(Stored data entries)

______________________________

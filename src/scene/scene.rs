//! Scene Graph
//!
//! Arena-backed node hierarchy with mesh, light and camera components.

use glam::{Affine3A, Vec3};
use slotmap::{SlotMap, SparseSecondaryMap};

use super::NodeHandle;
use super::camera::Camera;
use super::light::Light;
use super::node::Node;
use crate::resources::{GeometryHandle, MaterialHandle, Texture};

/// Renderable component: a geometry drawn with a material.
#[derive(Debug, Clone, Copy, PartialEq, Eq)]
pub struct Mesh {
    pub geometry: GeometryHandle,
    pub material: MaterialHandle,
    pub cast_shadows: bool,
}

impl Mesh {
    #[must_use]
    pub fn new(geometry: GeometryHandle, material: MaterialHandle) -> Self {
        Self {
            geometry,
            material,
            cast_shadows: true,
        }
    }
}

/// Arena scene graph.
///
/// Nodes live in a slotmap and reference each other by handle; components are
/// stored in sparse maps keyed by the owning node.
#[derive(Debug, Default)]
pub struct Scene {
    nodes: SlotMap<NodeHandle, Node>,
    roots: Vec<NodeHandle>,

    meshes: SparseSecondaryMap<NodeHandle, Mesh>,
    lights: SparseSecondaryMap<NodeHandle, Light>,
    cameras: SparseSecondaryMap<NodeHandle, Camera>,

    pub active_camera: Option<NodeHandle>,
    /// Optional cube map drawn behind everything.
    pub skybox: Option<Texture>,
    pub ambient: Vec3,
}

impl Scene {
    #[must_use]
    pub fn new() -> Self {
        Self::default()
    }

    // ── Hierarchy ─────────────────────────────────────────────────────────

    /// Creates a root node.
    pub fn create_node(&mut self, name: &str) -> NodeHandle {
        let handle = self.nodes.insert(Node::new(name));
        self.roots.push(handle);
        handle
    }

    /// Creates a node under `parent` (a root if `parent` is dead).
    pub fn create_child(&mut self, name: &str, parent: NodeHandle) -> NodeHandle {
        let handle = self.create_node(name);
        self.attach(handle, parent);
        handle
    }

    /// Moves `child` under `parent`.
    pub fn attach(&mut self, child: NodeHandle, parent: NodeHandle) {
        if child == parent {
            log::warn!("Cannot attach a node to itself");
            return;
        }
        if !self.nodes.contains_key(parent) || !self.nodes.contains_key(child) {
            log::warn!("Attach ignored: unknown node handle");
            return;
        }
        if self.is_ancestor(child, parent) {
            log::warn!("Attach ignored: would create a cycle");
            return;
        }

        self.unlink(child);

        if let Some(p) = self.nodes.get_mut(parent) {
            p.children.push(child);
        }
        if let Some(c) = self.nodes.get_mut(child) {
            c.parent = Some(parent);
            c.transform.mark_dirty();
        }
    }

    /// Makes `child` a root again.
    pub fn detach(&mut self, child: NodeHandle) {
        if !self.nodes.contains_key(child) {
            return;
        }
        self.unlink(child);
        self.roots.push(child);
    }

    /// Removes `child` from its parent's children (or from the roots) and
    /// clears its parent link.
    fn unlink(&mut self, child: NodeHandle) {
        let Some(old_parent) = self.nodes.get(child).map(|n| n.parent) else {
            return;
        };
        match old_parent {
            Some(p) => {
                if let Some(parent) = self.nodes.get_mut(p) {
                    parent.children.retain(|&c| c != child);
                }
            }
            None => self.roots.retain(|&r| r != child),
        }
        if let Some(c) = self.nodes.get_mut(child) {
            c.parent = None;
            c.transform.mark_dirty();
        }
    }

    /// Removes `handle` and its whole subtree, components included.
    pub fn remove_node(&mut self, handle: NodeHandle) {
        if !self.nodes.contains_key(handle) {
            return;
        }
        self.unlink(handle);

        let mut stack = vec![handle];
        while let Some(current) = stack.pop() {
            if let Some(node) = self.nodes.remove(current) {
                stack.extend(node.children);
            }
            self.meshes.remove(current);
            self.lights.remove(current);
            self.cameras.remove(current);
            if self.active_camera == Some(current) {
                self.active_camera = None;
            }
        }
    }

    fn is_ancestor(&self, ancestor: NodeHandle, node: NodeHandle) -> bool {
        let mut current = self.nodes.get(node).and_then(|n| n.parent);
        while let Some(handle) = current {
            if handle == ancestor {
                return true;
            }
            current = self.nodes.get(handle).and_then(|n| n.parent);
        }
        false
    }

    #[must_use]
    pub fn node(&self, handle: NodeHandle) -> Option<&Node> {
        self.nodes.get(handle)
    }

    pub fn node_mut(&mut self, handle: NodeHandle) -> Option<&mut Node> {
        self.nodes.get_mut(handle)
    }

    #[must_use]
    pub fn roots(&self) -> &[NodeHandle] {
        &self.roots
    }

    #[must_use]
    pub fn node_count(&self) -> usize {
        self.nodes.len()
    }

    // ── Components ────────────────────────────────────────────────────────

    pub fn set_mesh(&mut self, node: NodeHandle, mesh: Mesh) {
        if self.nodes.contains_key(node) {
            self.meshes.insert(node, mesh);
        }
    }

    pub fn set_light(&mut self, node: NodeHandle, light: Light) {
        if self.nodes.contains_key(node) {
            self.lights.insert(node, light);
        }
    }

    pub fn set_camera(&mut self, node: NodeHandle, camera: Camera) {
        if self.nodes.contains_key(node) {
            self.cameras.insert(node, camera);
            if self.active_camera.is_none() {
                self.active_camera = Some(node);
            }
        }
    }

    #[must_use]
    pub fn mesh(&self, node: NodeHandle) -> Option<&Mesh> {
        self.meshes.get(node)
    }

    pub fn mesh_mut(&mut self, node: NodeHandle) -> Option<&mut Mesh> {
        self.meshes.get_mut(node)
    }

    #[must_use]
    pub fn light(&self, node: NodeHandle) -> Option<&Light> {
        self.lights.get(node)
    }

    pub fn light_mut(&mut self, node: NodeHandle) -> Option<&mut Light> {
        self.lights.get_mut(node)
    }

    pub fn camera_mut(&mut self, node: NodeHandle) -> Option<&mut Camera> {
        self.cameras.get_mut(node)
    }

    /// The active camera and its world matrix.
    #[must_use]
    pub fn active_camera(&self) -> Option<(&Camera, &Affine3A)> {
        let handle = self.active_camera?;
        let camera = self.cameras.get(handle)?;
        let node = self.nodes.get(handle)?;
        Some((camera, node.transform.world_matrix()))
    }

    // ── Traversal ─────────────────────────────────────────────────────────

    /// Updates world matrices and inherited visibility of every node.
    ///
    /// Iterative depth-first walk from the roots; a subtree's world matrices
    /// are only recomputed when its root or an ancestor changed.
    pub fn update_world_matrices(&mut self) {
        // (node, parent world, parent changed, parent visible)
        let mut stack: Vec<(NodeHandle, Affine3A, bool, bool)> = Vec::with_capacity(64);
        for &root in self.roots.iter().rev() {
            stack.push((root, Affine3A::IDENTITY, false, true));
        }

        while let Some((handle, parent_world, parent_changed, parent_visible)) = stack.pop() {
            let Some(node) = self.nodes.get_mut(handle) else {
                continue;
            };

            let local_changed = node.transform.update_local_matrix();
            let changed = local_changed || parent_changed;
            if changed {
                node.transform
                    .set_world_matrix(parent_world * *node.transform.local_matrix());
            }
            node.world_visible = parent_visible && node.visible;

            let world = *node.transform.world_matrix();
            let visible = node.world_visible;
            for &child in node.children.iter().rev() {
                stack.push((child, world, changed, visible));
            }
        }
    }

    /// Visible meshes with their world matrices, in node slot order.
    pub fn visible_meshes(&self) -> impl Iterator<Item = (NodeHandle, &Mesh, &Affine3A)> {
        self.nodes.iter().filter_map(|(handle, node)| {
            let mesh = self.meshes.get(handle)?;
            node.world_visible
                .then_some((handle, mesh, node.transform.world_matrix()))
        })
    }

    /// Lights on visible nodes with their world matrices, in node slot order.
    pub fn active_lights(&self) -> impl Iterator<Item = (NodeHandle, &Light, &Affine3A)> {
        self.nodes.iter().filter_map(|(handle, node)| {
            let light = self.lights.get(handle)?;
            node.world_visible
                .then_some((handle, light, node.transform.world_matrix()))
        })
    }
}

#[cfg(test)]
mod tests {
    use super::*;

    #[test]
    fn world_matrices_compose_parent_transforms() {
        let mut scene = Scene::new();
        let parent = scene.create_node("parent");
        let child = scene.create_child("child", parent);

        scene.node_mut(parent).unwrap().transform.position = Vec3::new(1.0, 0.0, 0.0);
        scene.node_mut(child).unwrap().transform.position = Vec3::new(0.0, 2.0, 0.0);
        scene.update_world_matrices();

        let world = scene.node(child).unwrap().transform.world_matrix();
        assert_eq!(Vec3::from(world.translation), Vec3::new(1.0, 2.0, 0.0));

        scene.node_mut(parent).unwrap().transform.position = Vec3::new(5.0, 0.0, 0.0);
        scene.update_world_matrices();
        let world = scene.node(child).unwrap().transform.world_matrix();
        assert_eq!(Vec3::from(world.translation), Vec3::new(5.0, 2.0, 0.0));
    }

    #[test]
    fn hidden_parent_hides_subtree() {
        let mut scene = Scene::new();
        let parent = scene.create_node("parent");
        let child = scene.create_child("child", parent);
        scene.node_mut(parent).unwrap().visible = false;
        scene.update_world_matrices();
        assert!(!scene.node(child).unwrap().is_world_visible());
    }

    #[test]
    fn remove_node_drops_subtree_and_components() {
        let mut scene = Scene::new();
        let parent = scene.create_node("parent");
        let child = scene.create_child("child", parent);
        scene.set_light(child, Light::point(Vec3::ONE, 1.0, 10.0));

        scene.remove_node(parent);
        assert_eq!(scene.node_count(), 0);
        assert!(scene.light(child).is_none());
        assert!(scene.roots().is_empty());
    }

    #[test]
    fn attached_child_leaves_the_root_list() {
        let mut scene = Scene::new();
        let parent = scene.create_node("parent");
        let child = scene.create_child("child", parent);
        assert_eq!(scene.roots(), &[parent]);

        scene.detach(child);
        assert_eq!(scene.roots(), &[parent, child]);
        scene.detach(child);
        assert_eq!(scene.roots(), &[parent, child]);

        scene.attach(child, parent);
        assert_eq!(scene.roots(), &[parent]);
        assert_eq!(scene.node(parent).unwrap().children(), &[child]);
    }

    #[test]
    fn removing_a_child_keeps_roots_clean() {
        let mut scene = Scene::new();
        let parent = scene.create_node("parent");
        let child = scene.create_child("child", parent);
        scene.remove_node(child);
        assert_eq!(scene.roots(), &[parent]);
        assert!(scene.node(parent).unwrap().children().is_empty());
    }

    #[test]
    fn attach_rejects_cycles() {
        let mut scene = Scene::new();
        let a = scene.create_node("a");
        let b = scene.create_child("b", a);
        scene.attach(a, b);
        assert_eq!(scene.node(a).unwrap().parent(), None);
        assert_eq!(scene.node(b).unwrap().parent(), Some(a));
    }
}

______________________________

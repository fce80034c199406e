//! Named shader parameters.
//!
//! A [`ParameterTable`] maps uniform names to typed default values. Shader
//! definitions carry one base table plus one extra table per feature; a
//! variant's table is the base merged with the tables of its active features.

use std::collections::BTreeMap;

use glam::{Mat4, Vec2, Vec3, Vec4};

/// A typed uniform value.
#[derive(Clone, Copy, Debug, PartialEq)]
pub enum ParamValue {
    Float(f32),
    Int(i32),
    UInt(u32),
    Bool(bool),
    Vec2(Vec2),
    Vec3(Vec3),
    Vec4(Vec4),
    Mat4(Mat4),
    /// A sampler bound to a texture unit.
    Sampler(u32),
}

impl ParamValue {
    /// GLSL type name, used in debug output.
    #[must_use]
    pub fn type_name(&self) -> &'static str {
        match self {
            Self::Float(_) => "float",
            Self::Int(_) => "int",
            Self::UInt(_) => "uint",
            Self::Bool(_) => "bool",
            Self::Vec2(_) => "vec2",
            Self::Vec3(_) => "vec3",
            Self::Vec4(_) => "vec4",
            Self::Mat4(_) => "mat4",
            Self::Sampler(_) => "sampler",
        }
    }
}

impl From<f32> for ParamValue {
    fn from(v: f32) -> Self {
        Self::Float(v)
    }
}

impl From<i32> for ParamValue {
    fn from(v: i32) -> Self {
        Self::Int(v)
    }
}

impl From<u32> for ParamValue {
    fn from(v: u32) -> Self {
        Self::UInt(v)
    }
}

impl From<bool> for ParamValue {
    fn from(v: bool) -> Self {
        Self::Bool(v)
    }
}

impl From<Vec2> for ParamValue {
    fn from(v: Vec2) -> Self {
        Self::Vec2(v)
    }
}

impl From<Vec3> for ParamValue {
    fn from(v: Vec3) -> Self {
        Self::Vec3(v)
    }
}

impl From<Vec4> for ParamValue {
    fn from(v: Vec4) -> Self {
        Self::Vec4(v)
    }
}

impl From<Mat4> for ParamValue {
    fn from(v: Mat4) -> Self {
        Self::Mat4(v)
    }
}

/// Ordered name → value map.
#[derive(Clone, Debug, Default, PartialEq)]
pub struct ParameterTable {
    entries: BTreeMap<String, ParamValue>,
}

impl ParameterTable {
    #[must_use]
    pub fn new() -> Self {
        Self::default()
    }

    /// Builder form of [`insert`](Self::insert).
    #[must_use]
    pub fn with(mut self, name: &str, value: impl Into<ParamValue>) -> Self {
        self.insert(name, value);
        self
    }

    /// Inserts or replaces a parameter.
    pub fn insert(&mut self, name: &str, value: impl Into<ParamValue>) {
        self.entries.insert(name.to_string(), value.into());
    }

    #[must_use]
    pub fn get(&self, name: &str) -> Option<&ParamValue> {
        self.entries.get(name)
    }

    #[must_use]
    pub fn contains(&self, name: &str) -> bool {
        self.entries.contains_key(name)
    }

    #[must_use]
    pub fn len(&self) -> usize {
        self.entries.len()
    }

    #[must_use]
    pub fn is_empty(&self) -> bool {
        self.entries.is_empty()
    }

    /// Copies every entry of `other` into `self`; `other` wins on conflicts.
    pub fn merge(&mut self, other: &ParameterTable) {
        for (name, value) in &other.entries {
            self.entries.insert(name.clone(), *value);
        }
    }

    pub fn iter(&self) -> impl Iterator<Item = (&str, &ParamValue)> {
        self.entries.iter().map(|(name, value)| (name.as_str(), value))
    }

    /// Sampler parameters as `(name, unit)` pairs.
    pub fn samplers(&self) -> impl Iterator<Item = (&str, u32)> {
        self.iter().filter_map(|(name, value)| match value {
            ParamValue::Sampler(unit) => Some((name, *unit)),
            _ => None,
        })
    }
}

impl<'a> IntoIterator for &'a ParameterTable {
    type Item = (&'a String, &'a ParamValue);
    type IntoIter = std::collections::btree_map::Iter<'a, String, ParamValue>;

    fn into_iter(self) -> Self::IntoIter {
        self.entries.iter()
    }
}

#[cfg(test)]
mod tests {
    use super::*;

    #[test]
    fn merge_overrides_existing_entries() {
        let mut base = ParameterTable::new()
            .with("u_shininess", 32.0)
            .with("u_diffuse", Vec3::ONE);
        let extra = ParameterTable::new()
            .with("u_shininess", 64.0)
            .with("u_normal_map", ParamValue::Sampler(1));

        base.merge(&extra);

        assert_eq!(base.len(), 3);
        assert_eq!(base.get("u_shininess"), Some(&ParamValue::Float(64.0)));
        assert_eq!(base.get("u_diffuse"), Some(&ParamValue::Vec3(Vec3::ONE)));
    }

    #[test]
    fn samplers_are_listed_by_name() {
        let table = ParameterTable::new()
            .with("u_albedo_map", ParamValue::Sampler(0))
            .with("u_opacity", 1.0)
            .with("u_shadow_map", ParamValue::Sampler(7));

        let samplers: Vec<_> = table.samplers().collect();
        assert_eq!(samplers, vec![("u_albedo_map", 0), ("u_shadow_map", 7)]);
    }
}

______________________________

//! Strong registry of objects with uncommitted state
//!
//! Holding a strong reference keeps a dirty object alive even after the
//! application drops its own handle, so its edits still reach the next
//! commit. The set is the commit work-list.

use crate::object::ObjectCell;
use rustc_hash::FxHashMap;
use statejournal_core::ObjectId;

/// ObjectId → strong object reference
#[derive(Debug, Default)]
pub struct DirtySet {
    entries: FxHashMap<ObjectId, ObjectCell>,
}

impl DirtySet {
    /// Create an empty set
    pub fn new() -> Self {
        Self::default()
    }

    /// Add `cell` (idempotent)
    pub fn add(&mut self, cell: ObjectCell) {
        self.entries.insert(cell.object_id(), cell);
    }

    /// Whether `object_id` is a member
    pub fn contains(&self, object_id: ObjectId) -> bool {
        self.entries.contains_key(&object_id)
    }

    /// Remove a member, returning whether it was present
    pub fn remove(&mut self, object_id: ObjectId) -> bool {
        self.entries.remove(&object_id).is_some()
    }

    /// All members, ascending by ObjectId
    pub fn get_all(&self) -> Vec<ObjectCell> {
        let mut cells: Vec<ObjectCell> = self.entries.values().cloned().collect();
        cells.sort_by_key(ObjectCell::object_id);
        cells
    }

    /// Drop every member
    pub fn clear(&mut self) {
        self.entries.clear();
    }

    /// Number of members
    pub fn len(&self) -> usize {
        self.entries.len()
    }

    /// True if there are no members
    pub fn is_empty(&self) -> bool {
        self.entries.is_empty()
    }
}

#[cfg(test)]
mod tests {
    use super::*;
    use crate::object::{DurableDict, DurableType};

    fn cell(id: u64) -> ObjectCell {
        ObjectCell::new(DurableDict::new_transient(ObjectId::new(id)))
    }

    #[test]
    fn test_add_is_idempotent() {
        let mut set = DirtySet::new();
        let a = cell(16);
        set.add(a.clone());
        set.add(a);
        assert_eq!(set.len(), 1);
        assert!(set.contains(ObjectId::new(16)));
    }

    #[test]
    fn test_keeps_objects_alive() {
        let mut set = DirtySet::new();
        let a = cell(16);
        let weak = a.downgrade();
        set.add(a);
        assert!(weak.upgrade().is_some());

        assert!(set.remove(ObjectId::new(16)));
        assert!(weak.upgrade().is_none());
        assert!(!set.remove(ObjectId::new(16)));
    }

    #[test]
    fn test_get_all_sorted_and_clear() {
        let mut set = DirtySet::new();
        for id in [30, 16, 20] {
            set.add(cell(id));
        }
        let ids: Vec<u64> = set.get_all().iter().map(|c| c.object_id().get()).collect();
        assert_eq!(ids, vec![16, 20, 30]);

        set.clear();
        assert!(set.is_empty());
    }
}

______________________________

# [Task item]
Among the lines above, list those that contain the word "drawn".

# [Answer to the problem]
/// Renderable component: a geometry drawn with a material.
    /// Optional cube map drawn behind everything.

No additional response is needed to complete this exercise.